**PROBLEM STATEMENT**. Extract every line below that contains the word "tomorrow".

Entries taken from a collection:
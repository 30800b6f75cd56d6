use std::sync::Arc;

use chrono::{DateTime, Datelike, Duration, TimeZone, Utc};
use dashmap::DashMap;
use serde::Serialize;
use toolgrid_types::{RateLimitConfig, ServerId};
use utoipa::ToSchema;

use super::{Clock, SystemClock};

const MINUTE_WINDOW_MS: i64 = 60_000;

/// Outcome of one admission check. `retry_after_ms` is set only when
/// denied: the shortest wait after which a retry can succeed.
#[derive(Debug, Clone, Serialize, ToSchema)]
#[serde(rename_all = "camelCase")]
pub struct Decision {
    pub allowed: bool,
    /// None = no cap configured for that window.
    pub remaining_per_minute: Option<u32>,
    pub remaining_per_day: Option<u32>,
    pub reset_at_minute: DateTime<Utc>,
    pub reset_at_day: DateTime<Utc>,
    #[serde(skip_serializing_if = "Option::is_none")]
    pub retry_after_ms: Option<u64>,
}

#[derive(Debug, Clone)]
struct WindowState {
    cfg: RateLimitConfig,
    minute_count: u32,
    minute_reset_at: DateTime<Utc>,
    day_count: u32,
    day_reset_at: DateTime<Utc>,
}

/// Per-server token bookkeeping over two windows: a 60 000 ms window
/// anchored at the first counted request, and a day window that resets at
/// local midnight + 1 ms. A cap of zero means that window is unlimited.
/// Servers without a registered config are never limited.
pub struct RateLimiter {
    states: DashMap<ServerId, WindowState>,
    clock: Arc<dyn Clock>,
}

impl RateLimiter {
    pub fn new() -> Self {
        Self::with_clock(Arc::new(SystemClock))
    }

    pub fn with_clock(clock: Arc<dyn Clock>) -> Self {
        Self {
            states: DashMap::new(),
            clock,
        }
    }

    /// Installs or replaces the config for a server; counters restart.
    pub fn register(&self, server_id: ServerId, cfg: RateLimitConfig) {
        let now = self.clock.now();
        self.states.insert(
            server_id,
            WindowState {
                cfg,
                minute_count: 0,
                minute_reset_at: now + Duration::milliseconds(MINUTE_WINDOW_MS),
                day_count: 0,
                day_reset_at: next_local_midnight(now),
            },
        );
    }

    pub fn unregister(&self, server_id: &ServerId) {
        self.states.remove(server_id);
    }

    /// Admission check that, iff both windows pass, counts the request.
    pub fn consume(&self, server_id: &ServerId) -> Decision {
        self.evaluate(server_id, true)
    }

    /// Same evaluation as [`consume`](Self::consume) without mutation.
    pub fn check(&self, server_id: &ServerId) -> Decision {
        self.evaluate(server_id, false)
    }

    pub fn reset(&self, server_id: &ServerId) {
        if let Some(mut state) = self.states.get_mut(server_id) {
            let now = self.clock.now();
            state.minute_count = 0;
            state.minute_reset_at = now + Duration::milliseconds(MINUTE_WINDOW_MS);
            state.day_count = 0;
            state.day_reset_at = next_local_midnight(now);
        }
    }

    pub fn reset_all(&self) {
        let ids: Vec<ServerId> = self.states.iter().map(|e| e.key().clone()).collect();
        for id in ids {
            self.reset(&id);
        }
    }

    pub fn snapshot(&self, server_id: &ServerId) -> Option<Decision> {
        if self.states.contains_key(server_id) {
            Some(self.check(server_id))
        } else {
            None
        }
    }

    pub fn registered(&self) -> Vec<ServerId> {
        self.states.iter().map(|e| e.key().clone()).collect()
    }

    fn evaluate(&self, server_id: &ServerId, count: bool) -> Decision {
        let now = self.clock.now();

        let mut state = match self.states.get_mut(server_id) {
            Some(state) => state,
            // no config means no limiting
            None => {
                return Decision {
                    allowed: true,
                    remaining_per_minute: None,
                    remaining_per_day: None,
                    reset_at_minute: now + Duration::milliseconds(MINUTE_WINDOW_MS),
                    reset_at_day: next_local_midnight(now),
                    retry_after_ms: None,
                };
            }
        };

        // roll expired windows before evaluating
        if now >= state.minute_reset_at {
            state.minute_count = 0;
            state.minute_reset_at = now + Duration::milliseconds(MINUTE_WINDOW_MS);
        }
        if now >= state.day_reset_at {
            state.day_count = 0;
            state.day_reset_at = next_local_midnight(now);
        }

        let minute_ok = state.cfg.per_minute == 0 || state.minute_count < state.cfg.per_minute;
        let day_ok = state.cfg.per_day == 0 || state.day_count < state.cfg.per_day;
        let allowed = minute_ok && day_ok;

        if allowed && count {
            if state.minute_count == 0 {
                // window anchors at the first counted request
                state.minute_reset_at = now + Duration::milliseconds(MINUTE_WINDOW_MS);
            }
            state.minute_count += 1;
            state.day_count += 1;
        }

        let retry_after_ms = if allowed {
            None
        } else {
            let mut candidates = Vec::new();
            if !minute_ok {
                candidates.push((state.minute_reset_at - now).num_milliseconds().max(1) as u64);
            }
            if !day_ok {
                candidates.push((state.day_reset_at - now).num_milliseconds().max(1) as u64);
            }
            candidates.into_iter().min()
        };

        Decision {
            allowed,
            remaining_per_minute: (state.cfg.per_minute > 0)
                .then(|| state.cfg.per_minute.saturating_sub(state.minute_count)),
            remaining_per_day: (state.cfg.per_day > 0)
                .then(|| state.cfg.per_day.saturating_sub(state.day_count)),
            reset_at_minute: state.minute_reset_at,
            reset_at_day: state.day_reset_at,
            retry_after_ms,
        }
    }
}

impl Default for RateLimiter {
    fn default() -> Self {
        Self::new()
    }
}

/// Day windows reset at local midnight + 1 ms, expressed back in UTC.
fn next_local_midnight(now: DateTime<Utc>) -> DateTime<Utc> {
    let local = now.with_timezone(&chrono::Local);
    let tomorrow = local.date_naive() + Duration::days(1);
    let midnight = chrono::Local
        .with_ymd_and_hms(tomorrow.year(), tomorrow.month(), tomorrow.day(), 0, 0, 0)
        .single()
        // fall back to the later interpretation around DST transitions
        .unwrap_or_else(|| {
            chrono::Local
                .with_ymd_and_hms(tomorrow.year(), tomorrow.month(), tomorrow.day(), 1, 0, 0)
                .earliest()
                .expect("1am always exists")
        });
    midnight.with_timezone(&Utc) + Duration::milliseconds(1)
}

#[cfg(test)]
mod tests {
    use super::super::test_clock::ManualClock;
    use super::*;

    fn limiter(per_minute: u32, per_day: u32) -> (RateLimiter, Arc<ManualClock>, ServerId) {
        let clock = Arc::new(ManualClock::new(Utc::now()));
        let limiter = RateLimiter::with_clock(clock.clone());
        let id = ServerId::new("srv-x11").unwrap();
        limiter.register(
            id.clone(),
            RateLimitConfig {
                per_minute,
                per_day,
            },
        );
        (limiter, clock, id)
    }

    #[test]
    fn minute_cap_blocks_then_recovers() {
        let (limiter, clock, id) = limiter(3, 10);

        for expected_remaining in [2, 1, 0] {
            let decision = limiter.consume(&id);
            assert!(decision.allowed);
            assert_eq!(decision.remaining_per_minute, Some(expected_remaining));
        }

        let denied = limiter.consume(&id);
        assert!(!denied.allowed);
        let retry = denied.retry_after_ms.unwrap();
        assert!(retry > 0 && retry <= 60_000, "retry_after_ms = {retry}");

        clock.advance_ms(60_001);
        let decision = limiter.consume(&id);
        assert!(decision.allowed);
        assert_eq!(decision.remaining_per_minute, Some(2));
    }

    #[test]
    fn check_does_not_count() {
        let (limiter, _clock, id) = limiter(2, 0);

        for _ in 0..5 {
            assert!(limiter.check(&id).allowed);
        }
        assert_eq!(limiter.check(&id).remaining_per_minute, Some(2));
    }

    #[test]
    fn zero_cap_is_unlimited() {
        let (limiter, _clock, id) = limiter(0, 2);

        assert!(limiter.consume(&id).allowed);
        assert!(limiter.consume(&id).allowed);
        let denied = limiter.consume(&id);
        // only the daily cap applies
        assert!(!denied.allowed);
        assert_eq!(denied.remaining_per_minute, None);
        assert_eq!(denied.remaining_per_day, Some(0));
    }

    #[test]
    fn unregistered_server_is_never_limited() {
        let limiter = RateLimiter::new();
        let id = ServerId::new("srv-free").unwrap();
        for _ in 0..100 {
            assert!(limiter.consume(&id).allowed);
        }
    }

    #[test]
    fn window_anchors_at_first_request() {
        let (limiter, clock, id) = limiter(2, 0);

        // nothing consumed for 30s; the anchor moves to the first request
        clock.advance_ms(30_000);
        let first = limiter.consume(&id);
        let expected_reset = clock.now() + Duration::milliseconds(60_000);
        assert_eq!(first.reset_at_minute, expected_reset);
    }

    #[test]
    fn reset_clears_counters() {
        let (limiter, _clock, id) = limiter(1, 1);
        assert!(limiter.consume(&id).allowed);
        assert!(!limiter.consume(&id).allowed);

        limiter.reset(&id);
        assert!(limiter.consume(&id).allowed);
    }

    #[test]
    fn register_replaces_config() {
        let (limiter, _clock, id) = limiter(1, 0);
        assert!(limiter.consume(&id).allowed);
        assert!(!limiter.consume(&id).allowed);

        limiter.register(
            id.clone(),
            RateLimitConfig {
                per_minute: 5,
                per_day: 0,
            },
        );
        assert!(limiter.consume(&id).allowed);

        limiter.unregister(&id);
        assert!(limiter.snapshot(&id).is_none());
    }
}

**RESPONSE TO THE EXERCISE**.
    let tomorrow = local.date_naive() + Duration::days(1);
        .with_ymd_and_hms(tomorrow.year(), tomorrow.month(), tomorrow.day(), 0, 0, 0)
                .with_ymd_and_hms(tomorrow.year(), tomorrow.month(), tomorrow.day(), 1, 0, 0)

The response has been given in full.